**To do**
How many lines in the data below contain the string "keeps"? Answer with the number only.

[Stored data entries]
=== Section Start ===

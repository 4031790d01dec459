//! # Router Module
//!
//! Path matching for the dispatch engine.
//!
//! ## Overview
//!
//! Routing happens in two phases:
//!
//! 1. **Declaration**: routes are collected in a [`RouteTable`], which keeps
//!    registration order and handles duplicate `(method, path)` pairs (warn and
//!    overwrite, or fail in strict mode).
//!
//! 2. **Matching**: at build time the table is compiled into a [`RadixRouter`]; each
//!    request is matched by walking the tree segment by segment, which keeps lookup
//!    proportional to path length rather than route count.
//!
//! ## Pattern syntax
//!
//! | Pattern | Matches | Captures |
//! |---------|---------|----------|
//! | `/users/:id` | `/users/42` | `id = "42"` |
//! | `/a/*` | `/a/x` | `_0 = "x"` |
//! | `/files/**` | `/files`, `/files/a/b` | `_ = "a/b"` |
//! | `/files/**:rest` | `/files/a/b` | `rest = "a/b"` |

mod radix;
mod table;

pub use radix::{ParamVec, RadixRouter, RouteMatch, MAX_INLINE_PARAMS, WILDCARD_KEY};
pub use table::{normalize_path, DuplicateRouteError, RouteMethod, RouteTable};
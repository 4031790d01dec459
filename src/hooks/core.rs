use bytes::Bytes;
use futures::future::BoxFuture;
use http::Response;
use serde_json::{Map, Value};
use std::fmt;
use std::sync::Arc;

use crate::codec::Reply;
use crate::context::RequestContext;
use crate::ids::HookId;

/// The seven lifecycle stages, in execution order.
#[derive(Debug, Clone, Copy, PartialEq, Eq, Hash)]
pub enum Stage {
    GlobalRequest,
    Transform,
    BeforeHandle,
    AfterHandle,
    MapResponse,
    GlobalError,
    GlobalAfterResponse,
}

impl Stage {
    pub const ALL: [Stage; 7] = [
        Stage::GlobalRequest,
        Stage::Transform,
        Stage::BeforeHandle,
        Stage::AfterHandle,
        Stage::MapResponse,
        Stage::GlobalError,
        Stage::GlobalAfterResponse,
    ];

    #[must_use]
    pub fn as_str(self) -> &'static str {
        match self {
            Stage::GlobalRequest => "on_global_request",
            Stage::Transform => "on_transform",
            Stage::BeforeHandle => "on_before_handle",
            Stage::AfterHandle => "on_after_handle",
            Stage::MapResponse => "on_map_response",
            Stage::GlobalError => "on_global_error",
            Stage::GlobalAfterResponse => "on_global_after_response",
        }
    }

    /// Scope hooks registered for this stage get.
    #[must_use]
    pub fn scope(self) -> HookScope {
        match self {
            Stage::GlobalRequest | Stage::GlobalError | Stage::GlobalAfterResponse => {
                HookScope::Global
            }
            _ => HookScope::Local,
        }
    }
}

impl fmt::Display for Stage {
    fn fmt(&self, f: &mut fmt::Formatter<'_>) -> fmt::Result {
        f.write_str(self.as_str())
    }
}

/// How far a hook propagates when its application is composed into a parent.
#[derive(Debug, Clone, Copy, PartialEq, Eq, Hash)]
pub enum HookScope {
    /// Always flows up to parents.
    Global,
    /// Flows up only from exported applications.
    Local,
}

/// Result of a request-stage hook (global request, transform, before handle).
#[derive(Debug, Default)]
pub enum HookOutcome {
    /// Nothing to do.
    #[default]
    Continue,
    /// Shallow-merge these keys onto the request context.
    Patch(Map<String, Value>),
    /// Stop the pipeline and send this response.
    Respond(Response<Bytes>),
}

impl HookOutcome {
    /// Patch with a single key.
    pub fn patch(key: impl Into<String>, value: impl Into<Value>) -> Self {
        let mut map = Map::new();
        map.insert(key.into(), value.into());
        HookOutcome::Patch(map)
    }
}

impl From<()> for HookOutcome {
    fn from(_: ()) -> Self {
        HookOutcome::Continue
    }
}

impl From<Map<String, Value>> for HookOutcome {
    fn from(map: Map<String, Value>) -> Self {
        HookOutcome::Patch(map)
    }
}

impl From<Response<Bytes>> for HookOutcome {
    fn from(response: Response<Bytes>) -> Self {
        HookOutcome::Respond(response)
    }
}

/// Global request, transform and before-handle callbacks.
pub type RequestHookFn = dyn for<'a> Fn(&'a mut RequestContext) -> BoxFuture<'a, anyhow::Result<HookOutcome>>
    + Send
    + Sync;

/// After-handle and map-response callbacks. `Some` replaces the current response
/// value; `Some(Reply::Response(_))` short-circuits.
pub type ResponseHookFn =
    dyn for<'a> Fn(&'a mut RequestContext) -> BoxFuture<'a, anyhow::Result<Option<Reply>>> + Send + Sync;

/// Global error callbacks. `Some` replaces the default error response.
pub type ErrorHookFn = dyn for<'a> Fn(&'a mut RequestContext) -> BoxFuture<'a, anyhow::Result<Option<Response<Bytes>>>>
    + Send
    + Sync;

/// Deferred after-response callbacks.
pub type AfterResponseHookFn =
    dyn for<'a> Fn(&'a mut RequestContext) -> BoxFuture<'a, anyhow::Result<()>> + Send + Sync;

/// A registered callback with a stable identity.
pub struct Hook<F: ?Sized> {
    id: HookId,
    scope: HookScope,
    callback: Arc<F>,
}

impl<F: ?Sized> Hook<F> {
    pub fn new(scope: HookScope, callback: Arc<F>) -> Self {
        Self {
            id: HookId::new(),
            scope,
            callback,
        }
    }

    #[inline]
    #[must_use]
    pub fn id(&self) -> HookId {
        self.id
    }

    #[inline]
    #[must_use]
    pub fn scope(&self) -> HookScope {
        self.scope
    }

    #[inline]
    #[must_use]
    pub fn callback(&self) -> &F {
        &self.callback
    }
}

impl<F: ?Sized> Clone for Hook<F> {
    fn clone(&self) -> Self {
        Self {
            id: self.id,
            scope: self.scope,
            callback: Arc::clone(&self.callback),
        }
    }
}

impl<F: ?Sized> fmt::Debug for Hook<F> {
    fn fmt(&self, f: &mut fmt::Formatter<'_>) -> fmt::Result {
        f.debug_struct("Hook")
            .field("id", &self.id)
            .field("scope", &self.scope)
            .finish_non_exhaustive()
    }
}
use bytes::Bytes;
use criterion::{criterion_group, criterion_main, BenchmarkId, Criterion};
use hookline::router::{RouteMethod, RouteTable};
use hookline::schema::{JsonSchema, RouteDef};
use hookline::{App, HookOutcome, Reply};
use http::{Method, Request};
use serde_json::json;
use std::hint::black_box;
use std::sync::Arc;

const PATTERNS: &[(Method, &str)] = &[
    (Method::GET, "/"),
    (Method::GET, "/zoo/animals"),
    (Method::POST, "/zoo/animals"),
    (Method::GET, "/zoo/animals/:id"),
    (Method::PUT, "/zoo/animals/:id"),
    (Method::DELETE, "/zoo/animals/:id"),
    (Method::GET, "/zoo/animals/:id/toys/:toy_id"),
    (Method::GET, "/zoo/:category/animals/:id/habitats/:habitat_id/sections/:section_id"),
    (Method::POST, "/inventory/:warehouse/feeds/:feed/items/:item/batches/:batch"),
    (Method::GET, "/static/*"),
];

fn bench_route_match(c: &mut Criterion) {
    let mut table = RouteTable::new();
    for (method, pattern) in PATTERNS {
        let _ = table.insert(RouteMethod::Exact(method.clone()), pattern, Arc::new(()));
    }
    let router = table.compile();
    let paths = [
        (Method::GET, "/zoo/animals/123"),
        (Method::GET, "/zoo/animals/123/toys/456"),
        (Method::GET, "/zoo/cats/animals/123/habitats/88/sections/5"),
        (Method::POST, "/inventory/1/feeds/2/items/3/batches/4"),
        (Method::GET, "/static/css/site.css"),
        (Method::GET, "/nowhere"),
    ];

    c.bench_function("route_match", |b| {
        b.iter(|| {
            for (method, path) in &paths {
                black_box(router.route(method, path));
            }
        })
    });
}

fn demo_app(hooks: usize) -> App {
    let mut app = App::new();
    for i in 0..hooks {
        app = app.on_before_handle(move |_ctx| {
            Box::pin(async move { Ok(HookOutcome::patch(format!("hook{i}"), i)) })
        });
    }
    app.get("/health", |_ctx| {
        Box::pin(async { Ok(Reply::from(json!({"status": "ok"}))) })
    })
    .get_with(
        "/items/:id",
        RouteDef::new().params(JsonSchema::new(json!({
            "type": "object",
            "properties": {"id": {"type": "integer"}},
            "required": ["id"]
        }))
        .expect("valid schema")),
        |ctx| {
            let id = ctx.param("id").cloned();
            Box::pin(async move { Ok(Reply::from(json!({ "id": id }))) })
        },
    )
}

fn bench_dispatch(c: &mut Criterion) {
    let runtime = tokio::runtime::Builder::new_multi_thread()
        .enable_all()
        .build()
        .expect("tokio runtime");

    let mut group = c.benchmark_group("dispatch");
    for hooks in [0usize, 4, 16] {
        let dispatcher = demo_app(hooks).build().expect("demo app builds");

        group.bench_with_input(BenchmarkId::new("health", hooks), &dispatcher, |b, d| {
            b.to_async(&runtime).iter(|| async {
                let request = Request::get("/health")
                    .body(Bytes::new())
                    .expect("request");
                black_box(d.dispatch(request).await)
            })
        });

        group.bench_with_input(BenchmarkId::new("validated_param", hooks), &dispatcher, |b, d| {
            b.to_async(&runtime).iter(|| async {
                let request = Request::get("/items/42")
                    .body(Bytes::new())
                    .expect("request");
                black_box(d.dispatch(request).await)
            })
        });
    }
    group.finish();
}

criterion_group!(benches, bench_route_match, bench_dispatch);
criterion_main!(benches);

=== Section End ===

**Result of this exercise**
2